» **EXERCISE DIRECTIONS**
Print the records below verbatim.

╭─ TASK MATERIAL

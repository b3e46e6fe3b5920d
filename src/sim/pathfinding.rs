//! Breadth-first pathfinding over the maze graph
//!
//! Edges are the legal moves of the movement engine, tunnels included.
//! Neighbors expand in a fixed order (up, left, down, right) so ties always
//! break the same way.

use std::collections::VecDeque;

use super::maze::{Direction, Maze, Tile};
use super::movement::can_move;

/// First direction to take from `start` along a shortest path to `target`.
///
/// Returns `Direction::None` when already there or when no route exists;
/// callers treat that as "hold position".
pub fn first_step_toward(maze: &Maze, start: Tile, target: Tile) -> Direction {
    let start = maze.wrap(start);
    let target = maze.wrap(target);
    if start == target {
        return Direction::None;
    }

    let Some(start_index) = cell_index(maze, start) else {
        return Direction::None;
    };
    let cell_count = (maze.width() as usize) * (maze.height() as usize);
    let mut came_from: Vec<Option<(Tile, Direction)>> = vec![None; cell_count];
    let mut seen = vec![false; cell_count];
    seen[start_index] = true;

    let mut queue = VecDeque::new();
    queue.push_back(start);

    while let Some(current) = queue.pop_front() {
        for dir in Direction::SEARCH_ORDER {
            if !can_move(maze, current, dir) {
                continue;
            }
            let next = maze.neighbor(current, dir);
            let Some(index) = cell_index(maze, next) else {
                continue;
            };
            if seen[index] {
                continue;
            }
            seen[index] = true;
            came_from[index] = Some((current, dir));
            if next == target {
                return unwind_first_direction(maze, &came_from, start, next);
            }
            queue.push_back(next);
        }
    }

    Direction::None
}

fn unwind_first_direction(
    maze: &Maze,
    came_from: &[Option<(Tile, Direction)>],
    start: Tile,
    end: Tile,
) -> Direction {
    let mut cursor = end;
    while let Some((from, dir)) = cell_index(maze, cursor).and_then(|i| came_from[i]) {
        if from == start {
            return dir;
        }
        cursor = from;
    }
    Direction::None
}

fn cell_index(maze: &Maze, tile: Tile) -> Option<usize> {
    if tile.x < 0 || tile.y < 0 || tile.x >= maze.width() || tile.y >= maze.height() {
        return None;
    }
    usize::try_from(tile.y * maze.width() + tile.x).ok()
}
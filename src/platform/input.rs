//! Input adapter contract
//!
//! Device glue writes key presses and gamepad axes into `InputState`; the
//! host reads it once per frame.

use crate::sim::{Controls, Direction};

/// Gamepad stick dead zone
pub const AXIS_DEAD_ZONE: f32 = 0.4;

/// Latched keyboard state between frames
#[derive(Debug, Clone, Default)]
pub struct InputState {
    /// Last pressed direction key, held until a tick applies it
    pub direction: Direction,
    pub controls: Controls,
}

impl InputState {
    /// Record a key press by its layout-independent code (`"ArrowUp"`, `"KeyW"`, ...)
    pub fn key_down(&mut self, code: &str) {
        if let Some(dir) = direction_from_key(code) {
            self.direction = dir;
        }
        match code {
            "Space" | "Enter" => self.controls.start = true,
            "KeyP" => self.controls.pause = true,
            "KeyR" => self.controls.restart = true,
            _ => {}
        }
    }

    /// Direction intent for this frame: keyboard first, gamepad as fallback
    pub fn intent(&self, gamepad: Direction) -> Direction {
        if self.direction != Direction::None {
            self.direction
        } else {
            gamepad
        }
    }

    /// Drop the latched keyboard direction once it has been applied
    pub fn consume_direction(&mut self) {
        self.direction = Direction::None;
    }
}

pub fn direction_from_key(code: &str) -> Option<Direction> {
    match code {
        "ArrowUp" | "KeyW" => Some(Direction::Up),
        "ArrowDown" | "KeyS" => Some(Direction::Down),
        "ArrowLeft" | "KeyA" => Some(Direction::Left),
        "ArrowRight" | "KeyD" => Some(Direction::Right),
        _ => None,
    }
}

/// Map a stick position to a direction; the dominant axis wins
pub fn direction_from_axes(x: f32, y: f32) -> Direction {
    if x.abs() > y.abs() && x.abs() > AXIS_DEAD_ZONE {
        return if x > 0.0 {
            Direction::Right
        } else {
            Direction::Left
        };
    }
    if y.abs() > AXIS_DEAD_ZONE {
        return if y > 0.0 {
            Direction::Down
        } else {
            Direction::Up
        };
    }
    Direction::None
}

╰─

» **WRITTEN SOLUTION**
repository b3e46e6fe3b5920d
filename src/sim/pathfinding.rs
//! Breadth-first pathfinding over the maze graph
//!
//! Edges are the legal moves of the movement engine, tunnels included.
//! Neighbors expand in a fixed order (up, left, down, right) so ties always
//! break the same way.

use std::collections::VecDeque;

use super::maze::{Direction, Maze, Tile};
use super::movement::can_move;

/// First direction to take from `start` along a shortest path to `target`.
///
/// Returns `Direction::None` when already there or when no route exists;
/// callers treat that as "hold position".
pub fn first_step_toward(maze: &Maze, start: Tile, target: Tile) -> Direction {
    let start = maze.wrap(start);
    let target = maze.wrap(target);
    if start == target {
        return Direction::None;
    }

    let Some(start_index) = cell_index(maze, start) else {
        return Direction::None;
    };
    let cell_count = (maze.width() as usize) * (maze.height() as usize);
    let mut came_from: Vec<Option<(Tile, Direction)>> = vec![None; cell_count];
    let mut seen = vec![false; cell_count];
    seen[start_index] = true;

    let mut queue = VecDeque::new();
    queue.push_back(start);

    while let Some(current) = queue.pop_front() {
        for dir in Direction::SEARCH_ORDER {
            if !can_move(maze, current, dir) {
                continue;
            }
            let next = maze.neighbor(current, dir);
            let Some(index) = cell_index(maze, next) else {
                continue;
            };
            if seen[index] {
                continue;
            }
            seen[index] = true;
            came_from[index] = Some((current, dir));
            if next == target {
                return unwind_first_direction(maze, &came_from, start, next);
            }
            queue.push_back(next);
        }
    }

    Direction::None
}

fn unwind_first_direction(
    maze: &Maze,
    came_from: &[Option<(Tile, Direction)>],
    start: Tile,
    end: Tile,
) -> Direction {
    let mut cursor = end;
    while let Some((from, dir)) = cell_index(maze, cursor).and_then(|i| came_from[i]) {
        if from == start {
            return dir;
        }
        cursor = from;
    }
    Direction::None
}

fn cell_index(maze: &Maze, tile: Tile) -> Option<usize> {
    if tile.x < 0 || tile.y < 0 || tile.x >= maze.width() || tile.y >= maze.height() {
        return None;
    }
    usize::try_from(tile.y * maze.width() + tile.x).ok()
}
filename src/platform/input.rs
//! Input adapter contract
//!
//! Device glue writes key presses and gamepad axes into `InputState`; the
//! host reads it once per frame.

use crate::sim::{Controls, Direction};

/// Gamepad stick dead zone
pub const AXIS_DEAD_ZONE: f32 = 0.4;

/// Latched keyboard state between frames
#[derive(Debug, Clone, Default)]
pub struct InputState {
    /// Last pressed direction key, held until a tick applies it
    pub direction: Direction,
    pub controls: Controls,
}

impl InputState {
    /// Record a key press by its layout-independent code (`"ArrowUp"`, `"KeyW"`, ...)
    pub fn key_down(&mut self, code: &str) {
        if let Some(dir) = direction_from_key(code) {
            self.direction = dir;
        }
        match code {
            "Space" | "Enter" => self.controls.start = true,
            "KeyP" => self.controls.pause = true,
            "KeyR" => self.controls.restart = true,
            _ => {}
        }
    }

    /// Direction intent for this frame: keyboard first, gamepad as fallback
    pub fn intent(&self, gamepad: Direction) -> Direction {
        if self.direction != Direction::None {
            self.direction
        } else {
            gamepad
        }
    }

    /// Drop the latched keyboard direction once it has been applied
    pub fn consume_direction(&mut self) {
        self.direction = Direction::None;
    }
}

pub fn direction_from_key(code: &str) -> Option<Direction> {
    match code {
        "ArrowUp" | "KeyW" => Some(Direction::Up),
        "ArrowDown" | "KeyS" => Some(Direction::Down),
        "ArrowLeft" | "KeyA" => Some(Direction::Left),
        "ArrowRight" | "KeyD" => Some(Direction::Right),
        _ => None,
    }
}

/// Map a stick position to a direction; the dominant axis wins
pub fn direction_from_axes(x: f32, y: f32) -> Direction {
    if x.abs() > y.abs() && x.abs() > AXIS_DEAD_ZONE {
        return if x > 0.0 {
            Direction::Right
        } else {
            Direction::Left
        };
    }
    if y.abs() > AXIS_DEAD_ZONE {
        return if y > 0.0 {
            Direction::Down
        } else {
            Direction::Up
        };
    }
    Direction::None
}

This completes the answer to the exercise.